Pese a poseer cerca de 7.800 kilómetros de costa, España lleva cuarenta años enganchada a una crisis permanente con su sector naval, que vive su último acto con la entrega del megabuque LHD Adelaida a la Armada de Australia y que ha dejando vacía la grada del astillero Navantia en Ferrol como antes había pasado con los astilleros de Cadiz, Cartagena y de otros puntos de España.

La puntilla la llevan recibiendo los astilleros españoles desde hace décadas, aunque las ultimas banderillas de fuego las recibieron con la noticia de que no fabricarán los cuatro buques metaneros requeridos por Stream, sociedad propiedad de Gas Natural Fenosa y Repsol, cuyos armadores, el noruego Knutsen y el español Elcano, optaron por elegir al astillero coreano Hyundai y al japoneses Imabari por razones técnicas y económicas. Un par de meses antes, la Comisión Europea decidía obligar al gobierno español a recuperar las ayudas fiscales concedidas a la cadena empresarial que participa en la construcción de buques; y en este sector, como en casi todos, si no hay financiación, no hay actividad.

Desde que en agosto de 1973 se iniciara la también conocida como primera crisis del petróleo y con ella la vertiginosa caída en la contratación de nuevos buques, el sector naval español no levanta cabeza y desde que once años más tarde el gobierno de Felipe Gonzalez acometiera la primera y drástica reconversión del sector naval, la crisis no ha hecho más que agrandarse en la misma proporción en que se ha reducido el empleo. Y España, que fue la tercera potencia mundial en construcción naval, hoy mantiene la cuarta parte de los puestos de trabajos directos e indirectos que entonces tenía.
Las causas son muchas, aunque no han variado en tres décadas y se siguen moviendo entre el exceso de capacidad y la carencia de financiación, pasando por la incapacidad de adaptarse a las nuevas exigencias del mercado, la ausencia de tecnología propia, la falta de apoyo del gobierno o la enorme competencia de los astilleros asiáticos en donde la práctica del "dumping" es una sospecha tan asumida como real.

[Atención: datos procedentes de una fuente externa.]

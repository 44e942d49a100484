use serde::{Deserialize, Serialize};
use utoipa::ToSchema;

/// Pagination details attached to list responses.
#[derive(Debug, Default, Serialize, Deserialize, ToSchema, Clone, PartialEq)]
pub struct Meta {
    pub page: Option<i64>,
    pub per_page: Option<i64>,
    pub total: Option<i64>,
}

impl Meta {
    pub fn new(page: i64, per_page: i64, total: i64) -> Self {
        Self {
            page: Some(page),
            per_page: Some(per_page),
            total: Some(total),
        }
    }

    pub fn empty() -> Self {
        Self::default()
    }
}

/// Envelope shared by every JSON response, successful or not.
#[derive(Debug, Serialize, Deserialize, ToSchema)]
pub struct ApiResponse<T> {
    pub message: String,
    pub data: Option<T>,
    pub meta: Option<Meta>,
}

impl<T: Serialize> ApiResponse<T> {
    pub fn success(message: impl Into<String>, data: T, meta: Option<Meta>) -> Self {
        Self {
            message: message.into(),
            data: Some(data),
            meta,
        }
    }
}
use sea_orm::entity::prelude::*;

#[derive(Clone, Debug, PartialEq, DeriveEntityModel)]
#[sea_orm(table_name = "orders")]
pub struct Model {
    #[sea_orm(primary_key)]
    pub id: i32,
    pub user_id: i32,
    pub status: String,
    #[sea_orm(column_type = "Decimal(Some((12, 2)))")]
    pub total_amount: Decimal,
    #[sea_orm(column_type = "Text", nullable)]
    pub shipping_address: Option<String>,
    pub created_at: DateTimeWithTimeZone,
    pub updated_at: DateTimeWithTimeZone,
}

#[derive(Copy, Clone, Debug, EnumIter, DeriveRelation)]
pub enum Relation {
    #[sea_orm(has_many = "super::order_items::Entity")]
    OrderItems,
}

impl Related<super::order_items::Entity> for Entity {
    fn to() -> RelationDef {
        Relation::OrderItems.def()
    }
}

impl ActiveModelBehavior for ActiveModel {}
//! Adapters for the services the order service depends on.
//!
//! Each collaborator sits behind an `async_trait` so the orchestrator can be
//! driven by in-memory doubles in tests. The reqwest implementations own only
//! transport concerns: URL building, timeouts, status mapping and decoding.

use std::time::Duration;

use reqwest::Client;

pub mod catalog;
pub mod identity;
pub mod inventory;

/// Build the reqwest client shared by every outbound adapter.
pub fn build_http_client(timeout: Duration) -> Result<Client, reqwest::Error> {
    Client::builder()
        .timeout(timeout)
        .user_agent(concat!("order-service/", env!("CARGO_PKG_VERSION")))
        .build()
}

fn join_url(base: &str, path: &str) -> String {
    format!(
        "{}/{}",
        base.trim_end_matches('/'),
        path.trim_start_matches('/')
    )
}

fn describe_transport_error(error: &reqwest::Error) -> String {
    if error.is_timeout() {
        format!("timed out: {error}")
    } else if error.is_decode() {
        format!("malformed response: {error}")
    } else {
        error.to_string()
    }
}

Sea como fuere, los astilleros españoles llevan décadas haciendo frente a una muerte lenta a la que todos los gobiernos han intentado incorporar paliativos sin mayores éxitos.
Hoy, Navantia, la empresa pública española de construcción naval perteneciente al 100% a la Sociedad Estatal de Participaciones Industriales (SEPI), es el último intento de un gobierno de España de plantarle cara a la agonía de los astilleros españoles. Nacida hace ocho años como consecuencia del proceso de escisión de Izar, se declara asimismo como «no viable en el corto plazo en la situación actual» a la vez que añade que «no es competitiva ni sostenible».

En los documentos de trabajo que se manejan, se sostiene que, aun logrando una facturación de 650 millones en el 2015 -que preveía obtener del programa del submarino S-80 y del encargo de los gaseros, que se han perdido-, tiene que reducir sus costes fijos entre un 50 y un 55 %. Aunque no concreta medidas, todas las fuentes del sector consultadas apuntan a que podría venir principalmente por la vía de cierre de centros y adelgazamiento de las plantillas. El duro ajuste que prevé el naval público, con 5.500 empleados, parece estar en camino.